*PROBLEM TO WORK ON*: Produce an exact copy of the lines below, starting at the first and ending with the line containing "let mut full_args".

*DATA TO PROCESS*:
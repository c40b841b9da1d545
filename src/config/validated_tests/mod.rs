//! Tests for validated configuration.

use super::ConfigError;
use super::cli::Cli;
use super::toml::TomlConfig;
use super::validated::ValidatedConfig;

/// Helper to create CLI args from a slice; runs `apply desired.toml`
fn cli(args: &[&str]) -> Cli {
    let mut full_args = vec!["paramsync", "apply", "desired.toml"];
    full_args.extend(args);
    Cli::parse_from_iter(full_args)
}

/// Helper to parse TOML config
fn toml(content: &str) -> TomlConfig {
    TomlConfig::parse(content).unwrap()
}
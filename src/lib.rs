//! paramsync: parameter set reconciliation
//!
//! A library for bringing a remote database parameter set in line with a
//! desired state, submitting changes in bounded chunks that keep coupled
//! settings together and retrying transient control plane failures.
//!
//! The pieces, bottom-up:
//! - [`setting`]: the data model
//! - [`coupling`]: which settings must travel together
//! - [`plan`]: the chunk planner
//! - [`remote`]: the control plane boundary and its adapters
//! - [`apply`]: the apply coordinator with retry and cancellation
//! - [`reconcile`]: drift detection and full reconciliation passes
//! - [`config`]: CLI, configuration file and desired-state file

pub mod apply;
pub mod config;
pub mod coupling;
pub mod plan;
pub mod reconcile;
pub mod remote;
pub mod setting;
pub mod time;
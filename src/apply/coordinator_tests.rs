//! Tests for `Coordinator`.

use super::{Applied, ApplyState, Coordinator, FailureCause, RetryPolicy};
use crate::plan::Chunk;
use crate::remote::{Call, ControlPlane, InMemoryControlPlane, Operation, RemoteError};
use crate::setting::{ParameterSet, Setting, SettingName};
use crate::time::{InstantSleeper, Sleeper};
use std::sync::Mutex;
use std::time::Duration;
use tokio_util::sync::CancellationToken;

const RESOURCE: &str = "app-mysql";

fn seeded() -> InMemoryControlPlane {
    InMemoryControlPlane::new().with_parameter_set(ParameterSet::new(RESOURCE, "mysql8.0"))
}

fn policy() -> RetryPolicy {
    RetryPolicy::new()
        .with_max_attempts(3)
        .with_initial_delay(Duration::from_millis(100))
        .with_jitter(0.0)
}

fn coordinator(plane: InMemoryControlPlane) -> Coordinator<InMemoryControlPlane, InstantSleeper> {
    Coordinator::new(plane)
        .with_retry_policy(policy())
        .with_sleeper(InstantSleeper)
}

fn chunks() -> Vec<Chunk> {
    vec![
        Chunk::new(vec![
            Setting::new("character_set_server", "utf8"),
            Setting::new("collation_server", "utf8_unicode_ci"),
        ]),
        Chunk::new(vec![
            Setting::new("tx_isolation", "repeatable-read"),
            Setting::pending_reboot("innodb_read_io_threads", "64"),
        ]),
        Chunk::new(vec![Setting::new("binlog_cache_size", "131072")]),
    ]
}

fn applied_names(plane: &InMemoryControlPlane) -> Vec<Vec<SettingName>> {
    plane
        .calls()
        .into_iter()
        .filter_map(|call| match call {
            Call::Apply { names, .. } => Some(names),
            _ => None,
        })
        .collect()
}

/// Records requested backoff delays without waiting.
#[derive(Debug, Default)]
struct RecordingSleeper {
    delays: Mutex<Vec<Duration>>,
}

impl Sleeper for RecordingSleeper {
    async fn sleep(&self, duration: Duration) {
        self.delays.lock().unwrap().push(duration);
    }
}

/// Control plane whose calls take a long time.
#[derive(Debug, Default)]
struct SlowPlane {
    inner: InMemoryControlPlane,
    delay: Duration,
}

impl ControlPlane for SlowPlane {
    async fn describe_settings(&self, resource: &str) -> Result<ParameterSet, RemoteError> {
        self.inner.describe_settings(resource).await
    }

    async fn create_parameter_set(
        &self,
        resource: &str,
        family: &str,
        description: &str,
    ) -> Result<(), RemoteError> {
        self.inner
            .create_parameter_set(resource, family, description)
            .await
    }

    async fn apply_settings(&self, resource: &str, chunk: &Chunk) -> Result<(), RemoteError> {
        tokio::time::sleep(self.delay).await;
        self.inner.apply_settings(resource, chunk).await
    }

    async fn reset_settings(&self, resource: &str, chunk: &Chunk) -> Result<(), RemoteError> {
        self.inner.reset_settings(resource, chunk).await
    }

    async fn delete_parameter_set(&self, resource: &str) -> Result<(), RemoteError> {
        self.inner.delete_parameter_set(resource).await
    }
}

/// Control plane that rejects any chunk containing one setting.
#[derive(Debug)]
struct RejectingPlane {
    inner: InMemoryControlPlane,
    reject: &'static str,
}

impl ControlPlane for RejectingPlane {
    async fn describe_settings(&self, resource: &str) -> Result<ParameterSet, RemoteError> {
        self.inner.describe_settings(resource).await
    }

    async fn create_parameter_set(
        &self,
        resource: &str,
        family: &str,
        description: &str,
    ) -> Result<(), RemoteError> {
        self.inner
            .create_parameter_set(resource, family, description)
            .await
    }

    async fn apply_settings(&self, resource: &str, chunk: &Chunk) -> Result<(), RemoteError> {
        if chunk.names().any(|n| n.matches(self.reject)) {
            return Err(RemoteError::validation(format!(
                "Unknown parameter '{}'",
                self.reject
            )));
        }
        self.inner.apply_settings(resource, chunk).await
    }

    async fn reset_settings(&self, resource: &str, chunk: &Chunk) -> Result<(), RemoteError> {
        self.inner.reset_settings(resource, chunk).await
    }

    async fn delete_parameter_set(&self, resource: &str) -> Result<(), RemoteError> {
        self.inner.delete_parameter_set(resource).await
    }
}

/// Control plane that fires a cancellation token once an apply completes.
#[derive(Debug)]
struct CancellingPlane {
    inner: InMemoryControlPlane,
    token: CancellationToken,
}

impl ControlPlane for CancellingPlane {
    async fn describe_settings(&self, resource: &str) -> Result<ParameterSet, RemoteError> {
        self.inner.describe_settings(resource).await
    }

    async fn create_parameter_set(
        &self,
        resource: &str,
        family: &str,
        description: &str,
    ) -> Result<(), RemoteError> {
        self.inner
            .create_parameter_set(resource, family, description)
            .await
    }

    async fn apply_settings(&self, resource: &str, chunk: &Chunk) -> Result<(), RemoteError> {
        let result = self.inner.apply_settings(resource, chunk).await;
        self.token.cancel();
        result
    }

    async fn reset_settings(&self, resource: &str, chunk: &Chunk) -> Result<(), RemoteError> {
        self.inner.reset_settings(resource, chunk).await
    }

    async fn delete_parameter_set(&self, resource: &str) -> Result<(), RemoteError> {
        self.inner.delete_parameter_set(resource).await
    }
}

mod success {
    use super::*;

    #[tokio::test]
    async fn submits_chunks_in_order() {
        let plane = seeded();
        let coordinator = coordinator(plane.clone());

        coordinator
            .apply(RESOURCE, chunks(), &CancellationToken::new())
            .await
            .unwrap();

        let expected: Vec<Vec<SettingName>> = chunks()
            .iter()
            .map(|c| c.names().cloned().collect())
            .collect();
        assert_eq!(applied_names(&plane), expected);
    }

    #[tokio::test]
    async fn reports_counts_and_pending_reboot_names() {
        let coordinator = coordinator(seeded());

        let applied = coordinator
            .apply(RESOURCE, chunks(), &CancellationToken::new())
            .await
            .unwrap();

        assert_eq!(applied.chunks, 3);
        assert_eq!(applied.settings, 5);
        assert_eq!(
            applied.pending_reboot,
            vec![SettingName::new("innodb_read_io_threads")]
        );
        assert!(applied.requires_restart());
        assert!(applied.oversized.is_empty());
    }

    #[tokio::test]
    async fn oversized_chunk_is_submitted_and_reported() {
        let plane = seeded();
        let coordinator = coordinator(plane.clone());
        let oversized = Chunk::oversized(vec![Setting::new("a", "1"), Setting::new("b", "2")]);

        let applied = coordinator
            .apply(
                RESOURCE,
                vec![Chunk::new(vec![Setting::new("c", "3")]), oversized],
                &CancellationToken::new(),
            )
            .await
            .unwrap();

        assert_eq!(applied.oversized, vec![1]);
        assert_eq!(plane.count(Operation::Apply), 2);
    }

    #[tokio::test]
    async fn empty_sequence_is_applied() {
        let plane = seeded();
        let coordinator = coordinator(plane.clone());

        let applied = coordinator
            .apply(RESOURCE, Vec::new(), &CancellationToken::new())
            .await
            .unwrap();

        assert_eq!(applied, Applied::default());
        assert!(plane.calls().is_empty());
        assert_eq!(coordinator.state(), ApplyState::Applied);
    }

    #[tokio::test]
    async fn reset_uses_reset_call() {
        let plane = seeded();
        let coordinator = coordinator(plane.clone());

        coordinator
            .reset(RESOURCE, chunks(), &CancellationToken::new())
            .await
            .unwrap();

        assert_eq!(plane.count(Operation::Reset), 3);
        assert_eq!(plane.count(Operation::Apply), 0);
    }
}
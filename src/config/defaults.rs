//! Default values for configuration options.
//!
//! Centralized constants to avoid magic numbers scattered across the codebase.

use std::time::Duration;

use crate::plan::PlannerPolicy;

/// Default file name written by `init`.
pub const CONFIG_FILE: &str = "paramsync.toml";

/// Default maximum number of settings per remote call.
pub const MAX_CHUNK_SIZE: usize = PlannerPolicy::DEFAULT_MAX_CHUNK_SIZE;

/// Default per-call timeout in seconds.
pub const TIMEOUT_SECS: u64 = 30;

/// Default maximum number of attempts per remote call.
pub const RETRY_MAX_ATTEMPTS: u32 = 5;

/// Default initial retry delay in milliseconds.
pub const RETRY_INITIAL_DELAY_MS: u64 = 1_000;

/// Default maximum retry delay in milliseconds.
pub const RETRY_MAX_DELAY_MS: u64 = 30_000;

/// Default retry backoff multiplier.
pub const RETRY_MULTIPLIER: f64 = 2.0;

/// Default jitter fraction applied to each backoff delay.
pub const RETRY_JITTER: f64 = 0.2;

/// Default per-call timeout as Duration.
#[must_use]
pub const fn timeout() -> Duration {
    Duration::from_secs(TIMEOUT_SECS)
}

/// Default initial retry delay as Duration.
#[must_use]
pub const fn retry_initial_delay() -> Duration {
    Duration::from_millis(RETRY_INITIAL_DELAY_MS)
}

/// Default maximum retry delay as Duration.
#[must_use]
pub const fn retry_max_delay() -> Duration {
    Duration::from_millis(RETRY_MAX_DELAY_MS)
}
//! Tests for coupling groups and tables.

use super::{CoupledGroup, CouplingError, CouplingRules, CouplingTable};
use crate::setting::SettingName;

fn name(s: &str) -> SettingName {
    SettingName::new(s)
}

mod coupled_group {
    use super::*;

    #[test]
    fn members_are_sorted_case_insensitively() {
        let group = CoupledGroup::new(["collation_server", "Character_set_server"]).unwrap();
        let members: Vec<&str> = group.members().map(SettingName::as_str).collect();

        assert_eq!(members, vec!["Character_set_server", "collation_server"]);
    }

    #[test]
    fn single_member_is_rejected() {
        let err = CoupledGroup::new(["character_set_server"]).unwrap_err();
        assert!(matches!(err, CouplingError::TooFewMembers { .. }));
    }

    #[test]
    fn case_duplicates_count_once() {
        let result = CoupledGroup::new(["sync_binlog", "SYNC_BINLOG"]);
        assert!(result.is_err());
    }

    #[test]
    fn contains_ignores_case() {
        let group = CoupledGroup::new(["a", "b"]).unwrap();
        assert!(group.contains(&name("A")));
        assert!(!group.contains(&name("c")));
    }
}

mod rules {
    use super::*;

    #[test]
    fn group_of_returns_index() {
        let rules = CouplingRules::new([
            CoupledGroup::new(["a", "b"]).unwrap(),
            CoupledGroup::new(["c", "d"]).unwrap(),
        ]);

        assert_eq!(rules.group_of(&name("b")), Some(0));
        assert_eq!(rules.group_of(&name("C")), Some(1));
        assert_eq!(rules.group_of(&name("e")), None);
    }

    #[test]
    fn overlapping_groups_are_merged() {
        let rules = CouplingRules::new([
            CoupledGroup::new(["a", "b"]).unwrap(),
            CoupledGroup::new(["x", "y"]).unwrap(),
            CoupledGroup::new(["b", "c"]).unwrap(),
        ]);

        assert_eq!(rules.groups().len(), 2);
        assert_eq!(rules.group_of(&name("a")), rules.group_of(&name("c")));
        assert_ne!(rules.group_of(&name("a")), rules.group_of(&name("x")));
    }

    #[test]
    fn chain_of_overlaps_collapses_to_one_group() {
        let rules = CouplingRules::new([
            CoupledGroup::new(["a", "b"]).unwrap(),
            CoupledGroup::new(["c", "d"]).unwrap(),
            CoupledGroup::new(["b", "c"]).unwrap(),
        ]);

        assert_eq!(rules.groups().len(), 1);
        assert_eq!(rules.groups()[0].len(), 4);
    }

    #[test]
    fn none_has_no_groups() {
        assert!(CouplingRules::none().is_empty());
    }
}

mod table {
    use super::*;

    #[test]
    fn builtin_couples_charset_and_collation() {
        let rules = CouplingTable::builtin().rules_for("mysql8.0");

        assert_eq!(
            rules.group_of(&name("character_set_server")),
            rules.group_of(&name("collation_server"))
        );
        assert!(rules.group_of(&name("character_set_server")).is_some());
    }

    #[test]
    fn builtin_couples_ssl_protocol_bounds() {
        let rules = CouplingTable::builtin().rules_for("postgres16");

        assert!(rules.group_of(&name("ssl_min_protocol_version")).is_some());
        assert_eq!(
            rules.group_of(&name("ssl_min_protocol_version")),
            rules.group_of(&name("ssl_max_protocol_version"))
        );
    }

    #[test]
    fn default_is_builtin() {
        assert_eq!(CouplingTable::default(), CouplingTable::builtin());
    }

    #[test]
    fn family_groups_apply_only_to_that_family() {
        let table = CouplingTable::empty().with_family_group(
            "MySQL5.7",
            CoupledGroup::new(["innodb_log_file_size", "innodb_log_files_in_group"]).unwrap(),
        );

        let mysql = table.rules_for("mysql5.7");
        let postgres = table.rules_for("postgres16");

        assert!(mysql.group_of(&name("innodb_log_file_size")).is_some());
        assert!(postgres.is_empty());
        assert_eq!(table.family_count(), 1);
    }

    #[test]
    fn family_groups_extend_common_groups() {
        let table = CouplingTable::builtin().with_family_group(
            "mysql8.0",
            CoupledGroup::new(["a", "b"]).unwrap(),
        );

        assert_eq!(table.rules_for("mysql8.0").groups().len(), 3);
        assert_eq!(table.rules_for("mysql5.7").groups().len(), 2);
    }

    #[test]
    fn empty_table_yields_no_rules() {
        assert!(CouplingTable::empty().rules_for("anything").is_empty());
    }
}
//! Command line arguments for the annotator binary

use crate::config::Config;
use clap::Parser;
use std::path::PathBuf;

/// Append head pose angles to 68-point landmark records
#[derive(Parser, Debug, Clone, PartialEq, Eq)]
#[command(author, version, about, long_about = None)]
pub struct Args {
    /// Directories holding images and their landmark records
    #[arg(required_unless_present = "print_config")]
    pub roots: Vec<PathBuf>,

    /// Path to configuration file (YAML format)
    #[arg(short = 'C', long)]
    pub config: Option<PathBuf>,

    /// Worker threads (0 for one per core)
    #[arg(short, long)]
    pub jobs: Option<usize>,

    /// Write landmark and pose overlays into this directory
    #[arg(long)]
    pub annotate_dir: Option<PathBuf>,

    /// Re-estimate records that already carry a pose and report disagreements
    #[arg(long)]
    pub include_annotated: bool,

    /// Print the effective configuration as YAML and exit
    #[arg(long)]
    pub print_config: bool,

    /// Enable debug output
    #[arg(short, long)]
    pub debug: bool,
}

impl Args {
    /// Log filter used when `RUST_LOG` is not set
    #[must_use]
    pub fn default_log_filter(&self) -> &'static str {
        if self.debug {
            "debug"
        } else {
            "info"
        }
    }

    /// Override configuration values given on the command line.
    pub fn apply_to(&self, config: &mut Config) {
        if let Some(jobs) = self.jobs {
            config.batch.jobs = jobs;
        }
        if let Some(dir) = &self.annotate_dir {
            config.batch.annotate_dir = Some(dir.clone());
        }
        if self.include_annotated {
            config.batch.skip_annotated = false;
        }
    }
}

#[cfg(test)]
mod tests {
    use super::*;

    #[test]
    fn test_defaults() {
        let args = Args::try_parse_from(["head-pose-annotator", "data"]).unwrap();
        assert_eq!(args.roots, vec![PathBuf::from("data")]);
        assert_eq!(args.jobs, None);
        assert!(!args.include_annotated);
        assert_eq!(args.default_log_filter(), "info");

        let mut config = Config::default();
        args.apply_to(&mut config);
        assert_eq!(config, Config::default());
    }

    #[test]
    fn test_overrides() {
        let args = Args::try_parse_from([
            "head-pose-annotator",
            "-j",
            "3",
            "--annotate-dir",
            "out",
            "--include-annotated",
            "-d",
            "a",
            "b",
        ])
        .unwrap();
        assert_eq!(args.roots.len(), 2);
        assert_eq!(args.default_log_filter(), "debug");

        let mut config = Config::default();
        args.apply_to(&mut config);
        assert_eq!(config.batch.jobs, 3);
        assert_eq!(config.batch.annotate_dir, Some(PathBuf::from("out")));
        assert!(!config.batch.skip_annotated);
    }

    #[test]
    fn test_roots_required() {
        assert!(Args::try_parse_from(["head-pose-annotator"]).is_err());
        let args = Args::try_parse_from(["head-pose-annotator", "--print-config"]).unwrap();
        assert!(args.roots.is_empty());
    }

    #[test]
    fn test_invalid_jobs() {
        assert!(Args::try_parse_from(["head-pose-annotator", "-j", "many", "data"]).is_err());
    }
}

*RESULT OF THE TASK*:
repository c40b841b9da1d545
filename src/config/validated_tests/mod.rs
//! Tests for validated configuration.

use super::ConfigError;
use super::cli::Cli;
use super::toml::TomlConfig;
use super::validated::ValidatedConfig;

/// Helper to create CLI args from a slice; runs `apply desired.toml`
fn cli(args: &[&str]) -> Cli {
    let mut full_args = vec!["paramsync", "apply", "desired.toml"];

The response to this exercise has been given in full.